* PROBLEM STATEMENT *
Report the count, and only the count, of lines in the records that include the word "warn".

Collected data:

++++++

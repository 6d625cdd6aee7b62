use parking_lot::Mutex;
use std::{collections::HashMap, fmt::Debug, future::Future, hash::Hash, sync::Arc, time::Duration};
use tokio::{sync::watch, time::Instant};
use tracing::{debug, warn};

use super::lru_cache::LRUCache;
use crate::error::{ErrorLabel, LookupError};
use crate::metrics::MetricsRecorder;

type Outcome<V> = Result<V, LookupError>;

/// Resident cache + single-flight loads, with metrics on every request.
///
/// - A fresh resident entry is a hit.
/// - Otherwise the first caller for a key becomes the leader: its loader is
///   spawned on its own task and the key is marked in flight. Every later
///   caller for the same key waits on that load's completion signal instead
///   of loading again.
/// - Successful values are stored with the caller-supplied TTL. `NotFound`
///   may be remembered for the configured negative TTL; any other error is
///   handed to all waiters and forgotten, so the next request retries.
///
/// The map lock is a plain mutex that is never held across an `.await`.
/// Dropping a waiting caller only abandons that caller: the spawned load
/// keeps running for the others.
pub struct CoalescingCache<K, V>
where
    K: Clone + Eq + Hash,
{
    inner: Arc<Inner<K, V>>,
}

impl<K, V> Clone for CoalescingCache<K, V>
where
    K: Clone + Eq + Hash,
{
    fn clone(&self) -> Self {
        Self {
            inner: self.inner.clone(),
        }
    }
}

struct Inner<K, V>
where
    K: Clone + Eq + Hash,
{
    state: Mutex<State<K, V>>,
    metrics: Arc<MetricsRecorder>,
    negative_ttl: Option<Duration>,
}

struct State<K, V>
where
    K: Clone + Eq + Hash,
{
    resident: LRUCache<K, Outcome<V>>,
    in_flight: HashMap<K, InFlight<V>>,
    next_generation: u64,
}

/// Carga en curso para una clave
struct InFlight<V> {
    generation: u64,
    done: watch::Receiver<Option<Outcome<V>>>,
}

/// Identifica una carga: su generación en la tabla y la época de métricas
/// en la que se contó su miss.
#[derive(Debug, Clone, Copy)]
struct Flight {
    generation: u64,
    epoch: u64,
}

enum Plan<V> {
    Hit(V),
    NegativeHit(LookupError),
    Wait(watch::Receiver<Option<Outcome<V>>>),
    Lead {
        generation: u64,
        done: watch::Sender<Option<Outcome<V>>>,
        rx: watch::Receiver<Option<Outcome<V>>>,
    },
}

impl<K, V> CoalescingCache<K, V>
where
    K: Clone + Eq + Hash + Debug + Send + Sync + 'static,
    V: Clone + Send + Sync + 'static,
{
    pub fn new(capacity: usize, negative_ttl: Option<Duration>, metrics: Arc<MetricsRecorder>) -> Self {
        Self {
            inner: Arc::new(Inner {
                state: Mutex::new(State {
                    resident: LRUCache::new(capacity),
                    in_flight: HashMap::new(),
                    next_generation: 0,
                }),
                metrics,
                negative_ttl,
            }),
        }
    }

    /// Returns the cached value for `key`, or runs `loader` (at most once
    /// concurrently per key) and caches its result for `ttl`.
    pub async fn get_or_load<F, Fut>(&self, key: K, ttl: Duration, loader: F) -> Outcome<V>
    where
        F: FnOnce() -> Fut + Send + 'static,
        Fut: Future<Output = Outcome<V>> + Send + 'static,
    {
        let started = Instant::now();
        let metrics = &self.inner.metrics;

        let rx = match self.plan(&key, started) {
            Plan::Hit(value) => {
                metrics.record_hit();
                metrics.record_latency(started.elapsed());
                debug!("✅ Cache hit: {:?}", key);
                return Ok(value);
            }
            Plan::NegativeHit(err) => {
                metrics.record_negative_hit();
                metrics.record_latency(started.elapsed());
                debug!("🚫 Cache hit negativo: {:?}", key);
                return Err(err);
            }
            Plan::Wait(rx) => {
                metrics.record_coalesced();
                debug!("⏳ Esperando carga en curso: {:?}", key);
                rx
            }
            Plan::Lead { generation, done, rx } => {
                let epoch = metrics.record_miss();
                debug!("❌ Cache miss, cargando: {:?}", key);
                self.spawn_load(key, Flight { generation, epoch }, ttl, done, loader);
                rx
            }
        };

        let outcome = wait_for_outcome(rx).await;
        metrics.record_latency(started.elapsed());
        outcome
    }

    /// Number of resident entries (fresh or not yet noticed as expired).
    pub fn len(&self) -> usize {
        self.inner.state.lock().resident.len()
    }

    pub fn is_empty(&self) -> bool {
        self.len() == 0
    }

    /// Number of keys with a load in progress.
    pub fn in_flight(&self) -> usize {
        self.inner.state.lock().in_flight.len()
    }

    /// Drops a resident entry so the next request reloads it.
    pub fn invalidate(&self, key: &K) -> bool {
        self.inner.state.lock().resident.remove(key).is_some()
    }

    fn plan(&self, key: &K, now: Instant) -> Plan<V> {
        let mut state = self.inner.state.lock();

        match state.resident.get(key, now) {
            Some(Ok(value)) => return Plan::Hit(value),
            Some(Err(err)) => return Plan::NegativeHit(err),
            None => {}
        }

        if let Some(flight) = state.in_flight.get(key) {
            return Plan::Wait(flight.done.clone());
        }

        state.next_generation += 1;
        let generation = state.next_generation;
        let (done, rx) = watch::channel(None);
        state.in_flight.insert(
            key.clone(),
            InFlight {
                generation,
                done: rx.clone(),
            },
        );

        Plan::Lead { generation, done, rx }
    }

    fn spawn_load<F, Fut>(
        &self,
        key: K,
        flight: Flight,
        ttl: Duration,
        done: watch::Sender<Option<Outcome<V>>>,
        loader: F,
    ) where
        F: FnOnce() -> Fut + Send + 'static,
        Fut: Future<Output = Outcome<V>> + Send + 'static,
    {
        let inner = self.inner.clone();

        tokio::spawn(async move {
            let mut guard = AbortGuard {
                inner: inner.clone(),
                key: key.clone(),
                flight,
                armed: true,
            };

            let outcome = loader().await;
            inner.complete(&key, flight, ttl, &outcome);
            guard.armed = false;

            // Los que esperan pueden haberse ido todos; no es un error
            let _ = done.send(Some(outcome));
        });
    }
}

impl<K, V> Inner<K, V>
where
    K: Clone + Eq + Hash + Debug,
    V: Clone,
{
    /// Publishes a finished load: clears the in-flight marker and stores the
    /// outcome under the same lock, then updates metrics.
    fn complete(&self, key: &K, flight: Flight, ttl: Duration, outcome: &Outcome<V>) {
        let now = Instant::now();
        let mut evicted = None;

        {
            let mut state = self.state.lock();

            if state.in_flight.get(key).is_some_and(|f| f.generation == flight.generation) {
                debug!("📬 Carga completada para {:?}", key);
                state.in_flight.remove(key);
            }

            match outcome {
                Ok(value) => {
                    evicted = state.resident.insert_with_ttl(key.clone(), Ok(value.clone()), ttl, now);
                }
                Err(err) if err.is_negative_cacheable() => {
                    if let Some(negative_ttl) = self.negative_ttl {
                        evicted = state
                            .resident
                            .insert_with_ttl(key.clone(), Err(err.clone()), negative_ttl, now);
                    }
                }
                Err(_) => {}
            }
        }

        if let Some(evicted) = evicted {
            self.metrics.record_eviction();
            debug!("🗑️ Evictado por capacidad: {:?}", evicted);
        }

        if let Err(err) = outcome {
            if err.counts_as_error() {
                self.metrics.record_error(flight.epoch);
                warn!("❌ Carga fallida para {:?}: {}", key, ErrorLabel(err));
            }
        }
    }

    fn abandon(&self, key: &K, generation: u64) {
        let mut state = self.state.lock();
        if state.in_flight.get(key).is_some_and(|f| f.generation == generation) {
            state.in_flight.remove(key);
        }
    }
}

/// Limpia el marcador en curso si la tarea de carga muere sin publicar.
struct AbortGuard<K, V>
where
    K: Clone + Eq + Hash + Debug,
    V: Clone,
{
    inner: Arc<Inner<K, V>>,
    key: K,
    flight: Flight,
    armed: bool,
}

impl<K, V> Drop for AbortGuard<K, V>
where
    K: Clone + Eq + Hash + Debug,
    V: Clone,
{
    fn drop(&mut self) {
        if self.armed {
            warn!("💥 Carga abortada para {:?}", self.key);
            self.inner.abandon(&self.key, self.flight.generation);
            self.inner.metrics.record_error(self.flight.epoch);
        }
    }
}

async fn wait_for_outcome<V: Clone>(mut rx: watch::Receiver<Option<Outcome<V>>>) -> Outcome<V> {
    let published = match rx.wait_for(Option::is_some).await {
        Ok(value) => value.clone(),
        Err(_) => None,
    };

    published.unwrap_or_else(|| Err(LookupError::TransportFailure("in-flight lookup aborted".into())))
}

#[cfg(test)]
mod tests {
    use super::*;
    use std::sync::atomic::{AtomicUsize, Ordering};

    fn cache(capacity: usize) -> (CoalescingCache<String, u32>, Arc<MetricsRecorder>) {
        let metrics = Arc::new(MetricsRecorder::new());
        (
            CoalescingCache::new(capacity, Some(Duration::from_secs(5)), metrics.clone()),
            metrics,
        )
    }

    #[tokio::test]
    async fn test_hit_after_miss() {
        let (cache, metrics) = cache(8);
        let ttl = Duration::from_secs(60);

        assert_eq!(cache.get_or_load("k".into(), ttl, || async { Ok(7) }).await, Ok(7));
        assert_eq!(
            cache.get_or_load("k".into(), ttl, || async { Ok(99) }).await,
            Ok(7)
        );

        let snap = metrics.snapshot();
        assert_eq!((snap.cache_misses, snap.cache_hits, snap.total_requests), (1, 1, 2));
    }

    #[tokio::test]
    async fn test_transport_error_is_not_cached() {
        let (cache, metrics) = cache(8);
        let ttl = Duration::from_secs(60);
        let calls = Arc::new(AtomicUsize::new(0));

        for _ in 0..2 {
            let calls = calls.clone();
            let result = cache
                .get_or_load("k".into(), ttl, move || async move {
                    calls.fetch_add(1, Ordering::SeqCst);
                    Err(LookupError::TransportFailure("down".into()))
                })
                .await;
            assert_eq!(result, Err(LookupError::TransportFailure("down".into())));
        }

        assert_eq!(calls.load(Ordering::SeqCst), 2);
        assert_eq!(cache.in_flight(), 0);
        assert!(cache.is_empty());
        assert_eq!(metrics.snapshot().errors, 2);
    }

    #[tokio::test]
    async fn test_not_found_is_cached_negatively() {
        let (cache, metrics) = cache(8);
        let ttl = Duration::from_secs(60);
        let calls = Arc::new(AtomicUsize::new(0));

        for _ in 0..3 {
            let calls = calls.clone();
            let result = cache
                .get_or_load("ghost".into(), ttl, move || async move {
                    calls.fetch_add(1, Ordering::SeqCst);
                    Err(LookupError::NotFound("ghost".into()))
                })
                .await;
            assert_eq!(result, Err(LookupError::NotFound("ghost".into())));
        }

        assert_eq!(calls.load(Ordering::SeqCst), 1);
        let snap = metrics.snapshot();
        assert_eq!(snap.errors, 0);
        assert_eq!(snap.negative_hits, 2);
        assert_eq!(snap.cache_hits, 2);
        assert_eq!(snap.cache_misses, 1);
    }

    async fn exploding_loader() -> Outcome<u32> {
        panic!("loader exploded")
    }

    #[tokio::test]
    async fn test_panicking_loader_releases_slot() {
        let (cache, _metrics) = cache(8);
        let ttl = Duration::from_secs(60);

        let result = cache.get_or_load("k".into(), ttl, exploding_loader).await;
        assert_eq!(
            result,
            Err(LookupError::TransportFailure("in-flight lookup aborted".into()))
        );
        assert_eq!(cache.in_flight(), 0);

        assert_eq!(cache.get_or_load("k".into(), ttl, || async { Ok(1) }).await, Ok(1));
    }

    #[tokio::test]
    async fn test_failure_after_reset_is_not_counted() {
        let (cache, metrics) = cache(8);
        let ttl = Duration::from_secs(60);
        let (release, gate) = tokio::sync::oneshot::channel::<()>();

        let pending = {
            let cache = cache.clone();
            tokio::spawn(async move {
                cache
                    .get_or_load("k".into(), ttl, move || async move {
                        let _ = gate.await;
                        Err(LookupError::TransportFailure("down".into()))
                    })
                    .await
            })
        };

        // Esperar a que la carga esté en curso
        while cache.in_flight() == 0 {
            tokio::task::yield_now().await;
        }
        metrics.reset();
        release.send(()).unwrap();

        let result = pending.await.unwrap();
        assert_eq!(result, Err(LookupError::TransportFailure("down".into())));
        assert_eq!(metrics.snapshot().errors, 0);

        // Un fallo en la época actual sí cuenta
        let again = cache
            .get_or_load("k".into(), ttl, || async {
                Err(LookupError::TransportFailure("down".into()))
            })
            .await;
        assert!(again.is_err());
        let snap = metrics.snapshot();
        assert_eq!((snap.errors, snap.total_requests), (1, 1));
    }

    #[tokio::test]
    async fn test_capacity_eviction_is_counted() {
        let (cache, metrics) = cache(2);
        let ttl = Duration::from_secs(60);

        for key in ["a", "b", "c"] {
            cache.get_or_load(key.into(), ttl, || async { Ok(1) }).await.unwrap();
        }

        assert_eq!(cache.len(), 2);
        assert_eq!(metrics.snapshot().evictions, 1);
    }
}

++++++

* WRITTEN ANSWER *
3